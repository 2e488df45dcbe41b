use std::collections::HashMap;

use serde::{Deserialize, Serialize};

use crate::BridgeError;

/// What happens to a permanently-failed batch or record (spec section 4.5 /
/// 6). Mirrors the `errors.tolerance` / `errors.deadletterqueue.*` keys.
#[derive(Debug, Clone, PartialEq, Eq, Serialize, Deserialize)]
#[serde(rename_all = "kebab-case")]
pub enum DeadLetterPolicy {
    Fail,
    Skip,
    DeadLetterTopic(String),
}

impl Default for DeadLetterPolicy {
    fn default() -> Self {
        DeadLetterPolicy::Fail
    }
}

/// Per-topic strategy assignment — exactly one of these per topic is
/// permitted (spec section 6); conflicting assignments fail validation.
#[derive(Debug, Clone, Serialize, Deserialize)]
#[serde(tag = "strategy", rename_all = "snake_case")]
pub enum TopicStrategy {
    Cypher {
        statement: String,
        #[serde(default)]
        bind_key: bool,
        #[serde(default = "default_true")]
        bind_value: bool,
        #[serde(default)]
        bind_header: bool,
        #[serde(default)]
        bind_timestamp: bool,
    },
    Cud,
    PatternNode {
        pattern: String,
        #[serde(default)]
        merge_properties: bool,
    },
    PatternRelationship {
        pattern: String,
        #[serde(default)]
        merge_properties: bool,
    },
    CdcSchema,
    CdcSourceId {
        #[serde(default = "default_label_name")]
        label_name: String,
        #[serde(default = "default_id_name")]
        id_name: String,
    },
}

fn default_true() -> bool {
    true
}

fn default_label_name() -> String {
    "SourceEvent".to_string()
}

fn default_id_name() -> String {
    "sourceId".to_string()
}

/// Retry policy for the execution engine (spec section 4.5 / 6).
#[derive(Debug, Clone, Serialize, Deserialize)]
pub struct RetryConfig {
    #[serde(default = "default_max_retries")]
    pub max_retries: u32,
    #[serde(default = "default_backoff_msecs")]
    pub backoff_msecs: u64,
}

impl Default for RetryConfig {
    fn default() -> Self {
        Self { max_retries: default_max_retries(), backoff_msecs: default_backoff_msecs() }
    }
}

fn default_max_retries() -> u32 {
    5
}

fn default_backoff_msecs() -> u64 {
    1000
}

/// Connection parameters for the graph database, matching the
/// `neo4j.uri` / `neo4j.authentication.*` / `neo4j.database` keys.
#[derive(Debug, Clone, Serialize, Deserialize)]
pub struct GraphConnectionConfig {
    pub uri: String,
    pub username: String,
    pub password: String,
    #[serde(default = "default_database")]
    pub database: String,
}

fn default_database() -> String {
    "neo4j".to_string()
}

/// The full sink-connector configuration, parsed from the `neo4j.*`
/// property-style keys of spec section 6 once flattened into a typed layer.
#[derive(Debug, Clone, Serialize, Deserialize)]
pub struct SinkConnectorConfig {
    pub connector_class: String,
    pub graph: GraphConnectionConfig,
    pub topics: HashMap<String, TopicStrategy>,
    #[serde(default = "default_batch_size")]
    pub batch_size: usize,
    #[serde(default = "default_batch_timeout_msecs")]
    pub batch_timeout_msecs: u64,
    #[serde(default)]
    pub retry: RetryConfig,
    #[serde(default)]
    pub dead_letter_policy: DeadLetterPolicy,
}

fn default_batch_size() -> usize {
    1000
}

fn default_batch_timeout_msecs() -> u64 {
    60_000
}

impl SinkConnectorConfig {
    /// Validates start-up invariants (spec section 6/7): the connector class
    /// is the expected fixed id, required graph auth fields are non-empty,
    /// and there is exactly one strategy per topic — which is structurally
    /// guaranteed here because `topics` is a map, but we still reject empty
    /// topic names and empty statements/patterns up front so a malformed
    /// config fails at start-up rather than on the first batch.
    pub fn validate(&self) -> Result<(), BridgeError> {
        if self.graph.uri.is_empty() {
            return Err(BridgeError::InvalidConfig("neo4j.uri must not be empty".into()));
        }
        if self.topics.is_empty() {
            return Err(BridgeError::InvalidConfig(
                "at least one neo4j.topic.* assignment is required".into(),
            ));
        }
        for (topic, strategy) in &self.topics {
            if topic.is_empty() {
                return Err(BridgeError::InvalidConfig("topic name must not be empty".into()));
            }
            match strategy {
                TopicStrategy::Cypher { statement, .. } if statement.trim().is_empty() => {
                    return Err(BridgeError::InvalidConfig(format!(
                        "topic `{topic}` has an empty cypher statement"
                    )));
                }
                TopicStrategy::PatternNode { pattern, .. } | TopicStrategy::PatternRelationship { pattern, .. }
                    if pattern.trim().is_empty() =>
                {
                    return Err(BridgeError::InvalidConfig(format!(
                        "topic `{topic}` has an empty pattern"
                    )));
                }
                _ => {}
            }
        }
        Ok(())
    }
}

/// A single source-side topic assignment: which query to poll (or which
/// CDC topic to tail) and what to name the outbound broker topic.
#[derive(Debug, Clone, Serialize, Deserialize)]
#[serde(tag = "mode", rename_all = "kebab-case")]
pub enum SourceQuerySpec {
    /// Poll a parameterized Cypher query on a fixed interval, keeping a
    /// cursor over `cursor_column` between polls.
    Poll { query: String, cursor_column: String, interval_msecs: u64 },
    /// Tail a CDC change-stream query (`db.cdc.query`) for entities already
    /// shaped like the sink's CDC envelope.
    CdcTail { selectors: Vec<String> },
}

/// The source-connector configuration, parsed the same way as
/// [`SinkConnectorConfig`]: one `neo4j.*`-keyed connection block plus a map
/// of outbound topics to [`SourceQuerySpec`]s.
#[derive(Debug, Clone, Serialize, Deserialize)]
pub struct SourceConnectorConfig {
    pub connector_class: String,
    pub graph: GraphConnectionConfig,
    pub topics: HashMap<String, SourceQuerySpec>,
    #[serde(default = "default_poll_interval_msecs")]
    pub poll_interval_msecs: u64,
}

fn default_poll_interval_msecs() -> u64 {
    5_000
}

impl SourceConnectorConfig {
    /// Start-up validation mirroring [`SinkConnectorConfig::validate`]: a
    /// non-empty connection uri and at least one topic assignment, with
    /// poll specs carrying a non-empty query and cursor column.
    pub fn validate(&self) -> Result<(), BridgeError> {
        if self.graph.uri.is_empty() {
            return Err(BridgeError::InvalidConfig("neo4j.uri must not be empty".into()));
        }
        if self.topics.is_empty() {
            return Err(BridgeError::InvalidConfig(
                "at least one source topic assignment is required".into(),
            ));
        }
        for (topic, spec) in &self.topics {
            if topic.is_empty() {
                return Err(BridgeError::InvalidConfig("topic name must not be empty".into()));
            }
            if let SourceQuerySpec::Poll { query, cursor_column, .. } = spec {
                if query.trim().is_empty() {
                    return Err(BridgeError::InvalidConfig(format!(
                        "topic `{topic}` has an empty poll query"
                    )));
                }
                if cursor_column.trim().is_empty() {
                    return Err(BridgeError::InvalidConfig(format!(
                        "topic `{topic}` has an empty cursor column"
                    )));
                }
            }
        }
        Ok(())
    }
}

#[cfg(test)]
mod tests {
    use super::*;

    fn valid_config() -> SinkConnectorConfig {
        let mut topics = HashMap::new();
        topics.insert("people".to_string(), TopicStrategy::CdcSchema);
        SinkConnectorConfig {
            connector_class: "neo4j.sink".to_string(),
            graph: GraphConnectionConfig {
                uri: "bolt://localhost:7687".to_string(),
                username: "neo4j".to_string(),
                password: "secret".to_string(),
                database: "neo4j".to_string(),
            },
            topics,
            batch_size: 1000,
            batch_timeout_msecs: 60_000,
            retry: RetryConfig::default(),
            dead_letter_policy: DeadLetterPolicy::Fail,
        }
    }

    #[test]
    fn accepts_a_well_formed_config() {
        assert!(valid_config().validate().is_ok());
    }

    #[test]
    fn rejects_missing_uri() {
        let mut cfg = valid_config();
        cfg.graph.uri.clear();
        assert!(matches!(cfg.validate(), Err(BridgeError::InvalidConfig(_))));
    }

    #[test]
    fn rejects_no_topics() {
        let mut cfg = valid_config();
        cfg.topics.clear();
        assert!(cfg.validate().is_err());
    }

    #[test]
    fn rejects_empty_cypher_statement() {
        let mut cfg = valid_config();
        cfg.topics.insert(
            "orders".to_string(),
            TopicStrategy::Cypher {
                statement: "  ".to_string(),
                bind_key: false,
                bind_value: true,
                bind_header: false,
                bind_timestamp: false,
            },
        );
        assert!(cfg.validate().is_err());
    }

    fn valid_source_config() -> SourceConnectorConfig {
        let mut topics = HashMap::new();
        topics.insert(
            "people-out".to_string(),
            SourceQuerySpec::Poll {
                query: "MATCH (p:Person) WHERE p.updatedAt > $cursor RETURN p".to_string(),
                cursor_column: "updatedAt".to_string(),
                interval_msecs: 5_000,
            },
        );
        SourceConnectorConfig {
            connector_class: "neo4j.source".to_string(),
            graph: GraphConnectionConfig {
                uri: "bolt://localhost:7687".to_string(),
                username: "neo4j".to_string(),
                password: "secret".to_string(),
                database: "neo4j".to_string(),
            },
            topics,
            poll_interval_msecs: 5_000,
        }
    }

    #[test]
    fn accepts_a_well_formed_source_config() {
        assert!(valid_source_config().validate().is_ok());
    }

    #[test]
    fn rejects_poll_spec_with_empty_query() {
        let mut cfg = valid_source_config();
        cfg.topics.insert(
            "broken".to_string(),
            SourceQuerySpec::Poll {
                query: "  ".to_string(),
                cursor_column: "updatedAt".to_string(),
                interval_msecs: 1000,
            },
        );
        assert!(cfg.validate().is_err());
    }

    #[test]
    fn rejects_source_config_with_no_topics() {
        let mut cfg = valid_source_config();
        cfg.topics.clear();
        assert!(cfg.validate().is_err());
    }
}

====================

§ Task to carry out
Out of the preceding entries, pull every line containing the string "trim".

§ Exercise result
                TopicStrategy::Cypher { statement, .. } if statement.trim().is_empty() => {
                    if pattern.trim().is_empty() =>
                if query.trim().is_empty() {
                if cursor_column.trim().is_empty() {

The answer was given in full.